**Work required:**
After locating the line with "repository 3c299a46dece3fdc" in the data that follows, return it and every later line exactly, up to and including the line with "pub fn notify_activity(&mut".

■ ■ ■

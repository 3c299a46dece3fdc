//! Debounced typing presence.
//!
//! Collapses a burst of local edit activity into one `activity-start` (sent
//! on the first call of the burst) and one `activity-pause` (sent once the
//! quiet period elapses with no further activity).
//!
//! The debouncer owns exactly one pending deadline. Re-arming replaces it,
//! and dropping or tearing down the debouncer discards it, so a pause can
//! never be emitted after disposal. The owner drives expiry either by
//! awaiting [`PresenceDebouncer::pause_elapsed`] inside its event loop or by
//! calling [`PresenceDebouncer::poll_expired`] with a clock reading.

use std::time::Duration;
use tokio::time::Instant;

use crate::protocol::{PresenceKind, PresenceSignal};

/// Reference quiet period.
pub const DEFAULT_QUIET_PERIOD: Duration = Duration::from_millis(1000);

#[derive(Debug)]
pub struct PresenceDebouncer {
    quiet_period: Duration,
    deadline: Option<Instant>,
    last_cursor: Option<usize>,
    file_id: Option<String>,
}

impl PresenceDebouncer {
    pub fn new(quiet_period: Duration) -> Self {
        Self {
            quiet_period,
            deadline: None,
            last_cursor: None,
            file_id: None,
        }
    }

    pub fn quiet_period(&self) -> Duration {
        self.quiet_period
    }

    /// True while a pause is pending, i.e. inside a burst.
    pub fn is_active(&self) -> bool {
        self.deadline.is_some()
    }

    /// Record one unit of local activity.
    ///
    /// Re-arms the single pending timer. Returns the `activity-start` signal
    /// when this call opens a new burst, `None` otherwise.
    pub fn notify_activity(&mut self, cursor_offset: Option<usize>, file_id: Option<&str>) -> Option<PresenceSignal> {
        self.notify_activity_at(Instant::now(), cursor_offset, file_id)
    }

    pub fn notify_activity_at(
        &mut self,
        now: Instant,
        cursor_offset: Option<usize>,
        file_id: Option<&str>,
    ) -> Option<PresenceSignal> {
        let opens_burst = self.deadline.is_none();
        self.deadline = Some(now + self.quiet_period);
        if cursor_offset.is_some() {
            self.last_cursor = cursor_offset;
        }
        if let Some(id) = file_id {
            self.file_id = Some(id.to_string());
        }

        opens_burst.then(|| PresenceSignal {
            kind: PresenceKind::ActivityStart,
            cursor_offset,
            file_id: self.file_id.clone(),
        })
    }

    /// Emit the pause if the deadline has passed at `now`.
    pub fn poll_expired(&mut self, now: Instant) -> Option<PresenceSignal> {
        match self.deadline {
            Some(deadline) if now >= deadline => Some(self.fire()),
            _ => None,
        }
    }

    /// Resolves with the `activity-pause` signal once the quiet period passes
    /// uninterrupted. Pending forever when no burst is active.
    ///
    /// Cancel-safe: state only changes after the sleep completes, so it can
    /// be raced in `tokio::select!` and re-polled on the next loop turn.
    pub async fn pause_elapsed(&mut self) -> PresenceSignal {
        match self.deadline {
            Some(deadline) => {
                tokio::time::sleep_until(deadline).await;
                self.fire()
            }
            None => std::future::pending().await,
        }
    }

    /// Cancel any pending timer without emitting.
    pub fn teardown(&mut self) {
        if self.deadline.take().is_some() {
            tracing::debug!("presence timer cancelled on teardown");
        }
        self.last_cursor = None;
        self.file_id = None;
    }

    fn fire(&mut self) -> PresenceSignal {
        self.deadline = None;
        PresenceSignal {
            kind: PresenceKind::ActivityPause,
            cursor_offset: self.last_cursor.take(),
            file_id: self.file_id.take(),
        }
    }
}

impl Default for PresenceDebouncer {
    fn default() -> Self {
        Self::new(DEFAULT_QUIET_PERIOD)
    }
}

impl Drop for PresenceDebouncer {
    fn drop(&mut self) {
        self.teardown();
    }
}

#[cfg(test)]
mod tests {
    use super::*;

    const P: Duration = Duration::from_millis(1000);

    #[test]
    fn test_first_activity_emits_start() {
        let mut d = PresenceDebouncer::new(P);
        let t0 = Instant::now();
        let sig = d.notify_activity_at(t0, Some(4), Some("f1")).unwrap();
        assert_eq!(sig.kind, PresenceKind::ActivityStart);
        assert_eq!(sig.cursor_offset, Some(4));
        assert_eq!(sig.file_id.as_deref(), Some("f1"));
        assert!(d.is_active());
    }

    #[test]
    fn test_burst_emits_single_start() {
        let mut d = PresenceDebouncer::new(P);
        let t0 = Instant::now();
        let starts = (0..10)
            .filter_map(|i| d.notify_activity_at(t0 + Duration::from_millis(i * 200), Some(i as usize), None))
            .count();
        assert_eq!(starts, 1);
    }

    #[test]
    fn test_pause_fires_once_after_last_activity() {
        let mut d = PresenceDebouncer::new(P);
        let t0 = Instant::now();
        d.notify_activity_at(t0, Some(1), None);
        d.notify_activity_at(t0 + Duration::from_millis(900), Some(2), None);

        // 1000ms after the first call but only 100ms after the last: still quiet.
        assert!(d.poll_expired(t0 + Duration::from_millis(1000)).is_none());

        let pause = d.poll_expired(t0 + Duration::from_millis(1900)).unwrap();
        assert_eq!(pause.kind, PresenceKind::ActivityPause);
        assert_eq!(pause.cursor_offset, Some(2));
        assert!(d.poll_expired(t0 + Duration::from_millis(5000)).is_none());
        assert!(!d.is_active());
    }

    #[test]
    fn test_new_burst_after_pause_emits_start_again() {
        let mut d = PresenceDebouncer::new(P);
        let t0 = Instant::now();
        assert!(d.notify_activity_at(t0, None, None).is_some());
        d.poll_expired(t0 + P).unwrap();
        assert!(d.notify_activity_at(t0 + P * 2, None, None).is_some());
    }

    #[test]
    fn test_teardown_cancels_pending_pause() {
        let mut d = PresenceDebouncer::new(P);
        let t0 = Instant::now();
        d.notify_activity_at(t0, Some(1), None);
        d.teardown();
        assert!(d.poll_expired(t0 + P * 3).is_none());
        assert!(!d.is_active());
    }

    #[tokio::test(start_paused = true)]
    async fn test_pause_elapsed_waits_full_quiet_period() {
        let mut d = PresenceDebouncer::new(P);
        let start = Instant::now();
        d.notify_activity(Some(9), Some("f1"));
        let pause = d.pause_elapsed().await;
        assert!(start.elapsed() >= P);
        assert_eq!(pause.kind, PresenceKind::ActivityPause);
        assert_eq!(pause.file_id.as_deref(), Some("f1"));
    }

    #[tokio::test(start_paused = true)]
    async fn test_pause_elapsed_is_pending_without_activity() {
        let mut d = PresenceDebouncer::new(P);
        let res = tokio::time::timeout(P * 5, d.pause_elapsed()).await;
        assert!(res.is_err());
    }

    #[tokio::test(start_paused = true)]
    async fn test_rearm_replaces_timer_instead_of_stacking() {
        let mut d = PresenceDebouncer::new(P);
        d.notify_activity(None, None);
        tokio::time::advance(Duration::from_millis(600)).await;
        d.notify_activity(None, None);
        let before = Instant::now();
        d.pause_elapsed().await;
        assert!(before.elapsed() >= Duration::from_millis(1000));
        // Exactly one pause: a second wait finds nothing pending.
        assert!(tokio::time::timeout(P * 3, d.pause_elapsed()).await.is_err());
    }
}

■ ■ ■

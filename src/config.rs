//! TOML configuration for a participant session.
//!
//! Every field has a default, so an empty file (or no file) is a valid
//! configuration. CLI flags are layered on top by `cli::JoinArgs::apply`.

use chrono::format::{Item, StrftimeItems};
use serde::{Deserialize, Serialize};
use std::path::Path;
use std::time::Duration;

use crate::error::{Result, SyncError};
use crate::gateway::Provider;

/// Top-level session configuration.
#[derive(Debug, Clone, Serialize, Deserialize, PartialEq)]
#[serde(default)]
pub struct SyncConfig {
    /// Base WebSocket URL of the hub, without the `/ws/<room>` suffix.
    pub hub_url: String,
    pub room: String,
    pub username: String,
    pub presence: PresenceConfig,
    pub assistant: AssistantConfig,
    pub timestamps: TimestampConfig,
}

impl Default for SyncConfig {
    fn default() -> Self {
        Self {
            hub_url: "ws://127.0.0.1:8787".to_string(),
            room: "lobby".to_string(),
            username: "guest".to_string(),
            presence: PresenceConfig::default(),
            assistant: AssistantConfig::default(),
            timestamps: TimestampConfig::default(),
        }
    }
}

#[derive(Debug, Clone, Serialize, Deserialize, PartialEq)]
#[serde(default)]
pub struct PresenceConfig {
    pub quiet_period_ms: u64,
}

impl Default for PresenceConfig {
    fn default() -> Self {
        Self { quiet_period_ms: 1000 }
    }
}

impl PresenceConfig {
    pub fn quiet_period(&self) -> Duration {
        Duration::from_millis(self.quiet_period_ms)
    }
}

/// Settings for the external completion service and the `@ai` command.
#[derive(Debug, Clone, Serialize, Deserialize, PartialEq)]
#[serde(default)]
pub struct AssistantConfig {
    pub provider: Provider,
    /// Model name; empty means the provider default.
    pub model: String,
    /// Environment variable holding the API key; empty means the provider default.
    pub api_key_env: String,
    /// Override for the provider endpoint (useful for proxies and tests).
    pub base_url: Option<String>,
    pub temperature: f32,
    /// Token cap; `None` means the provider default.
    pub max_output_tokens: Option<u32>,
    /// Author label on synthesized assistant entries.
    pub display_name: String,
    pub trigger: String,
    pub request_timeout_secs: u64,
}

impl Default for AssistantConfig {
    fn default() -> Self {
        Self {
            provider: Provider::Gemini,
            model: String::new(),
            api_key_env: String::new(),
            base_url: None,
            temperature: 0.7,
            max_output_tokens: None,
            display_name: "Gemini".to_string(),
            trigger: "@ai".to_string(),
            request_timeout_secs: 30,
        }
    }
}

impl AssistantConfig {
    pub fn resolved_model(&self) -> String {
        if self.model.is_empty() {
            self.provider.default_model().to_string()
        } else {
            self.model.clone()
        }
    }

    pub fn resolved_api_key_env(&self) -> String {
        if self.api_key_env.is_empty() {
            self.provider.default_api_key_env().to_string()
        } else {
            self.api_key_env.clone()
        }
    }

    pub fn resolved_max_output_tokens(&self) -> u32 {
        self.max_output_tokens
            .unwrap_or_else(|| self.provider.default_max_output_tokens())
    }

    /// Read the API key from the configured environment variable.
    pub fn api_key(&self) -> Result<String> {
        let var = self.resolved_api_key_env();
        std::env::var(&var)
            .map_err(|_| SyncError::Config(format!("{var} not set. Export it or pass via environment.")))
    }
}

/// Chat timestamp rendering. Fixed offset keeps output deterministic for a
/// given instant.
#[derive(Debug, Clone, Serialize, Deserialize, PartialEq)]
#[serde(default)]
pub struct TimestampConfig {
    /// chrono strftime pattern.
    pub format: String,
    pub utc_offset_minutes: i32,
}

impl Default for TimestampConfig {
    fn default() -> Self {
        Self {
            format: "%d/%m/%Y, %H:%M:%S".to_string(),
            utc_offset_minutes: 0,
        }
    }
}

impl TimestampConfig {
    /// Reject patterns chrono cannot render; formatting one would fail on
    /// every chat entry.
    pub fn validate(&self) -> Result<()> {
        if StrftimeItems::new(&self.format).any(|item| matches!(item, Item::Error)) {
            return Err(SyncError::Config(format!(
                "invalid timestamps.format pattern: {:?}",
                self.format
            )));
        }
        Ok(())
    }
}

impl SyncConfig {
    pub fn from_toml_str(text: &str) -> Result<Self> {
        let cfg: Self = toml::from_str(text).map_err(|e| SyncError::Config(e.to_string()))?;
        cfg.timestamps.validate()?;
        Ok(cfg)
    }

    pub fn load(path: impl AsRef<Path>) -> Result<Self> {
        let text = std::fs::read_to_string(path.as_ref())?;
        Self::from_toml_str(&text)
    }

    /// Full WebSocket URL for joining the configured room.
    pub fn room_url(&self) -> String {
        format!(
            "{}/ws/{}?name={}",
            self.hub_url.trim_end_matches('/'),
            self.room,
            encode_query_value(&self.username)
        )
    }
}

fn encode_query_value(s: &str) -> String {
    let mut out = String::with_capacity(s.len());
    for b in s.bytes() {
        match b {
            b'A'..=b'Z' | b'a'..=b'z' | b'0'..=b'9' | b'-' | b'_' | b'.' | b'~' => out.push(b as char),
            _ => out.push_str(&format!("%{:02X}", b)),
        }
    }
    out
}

■ ■ ■

**Task response:**
repository 3c299a46dece3fdc
//! Debounced typing presence.
//!
//! Collapses a burst of local edit activity into one `activity-start` (sent
//! on the first call of the burst) and one `activity-pause` (sent once the
//! quiet period elapses with no further activity).
//!
//! The debouncer owns exactly one pending deadline. Re-arming replaces it,
//! and dropping or tearing down the debouncer discards it, so a pause can
//! never be emitted after disposal. The owner drives expiry either by
//! awaiting [`PresenceDebouncer::pause_elapsed`] inside its event loop or by
//! calling [`PresenceDebouncer::poll_expired`] with a clock reading.

use std::time::Duration;
use tokio::time::Instant;

use crate::protocol::{PresenceKind, PresenceSignal};

/// Reference quiet period.
pub const DEFAULT_QUIET_PERIOD: Duration = Duration::from_millis(1000);

#[derive(Debug)]
pub struct PresenceDebouncer {
    quiet_period: Duration,
    deadline: Option<Instant>,
    last_cursor: Option<usize>,
    file_id: Option<String>,
}

impl PresenceDebouncer {
    pub fn new(quiet_period: Duration) -> Self {
        Self {
            quiet_period,
            deadline: None,
            last_cursor: None,
            file_id: None,
        }
    }

    pub fn quiet_period(&self) -> Duration {
        self.quiet_period
    }

    /// True while a pause is pending, i.e. inside a burst.
    pub fn is_active(&self) -> bool {
        self.deadline.is_some()
    }

    /// Record one unit of local activity.
    ///
    /// Re-arms the single pending timer. Returns the `activity-start` signal
    /// when this call opens a new burst, `None` otherwise.
    pub fn notify_activity(&mut self, cursor_offset: Option<usize>, file_id: Option<&str>) -> Option<PresenceSignal> {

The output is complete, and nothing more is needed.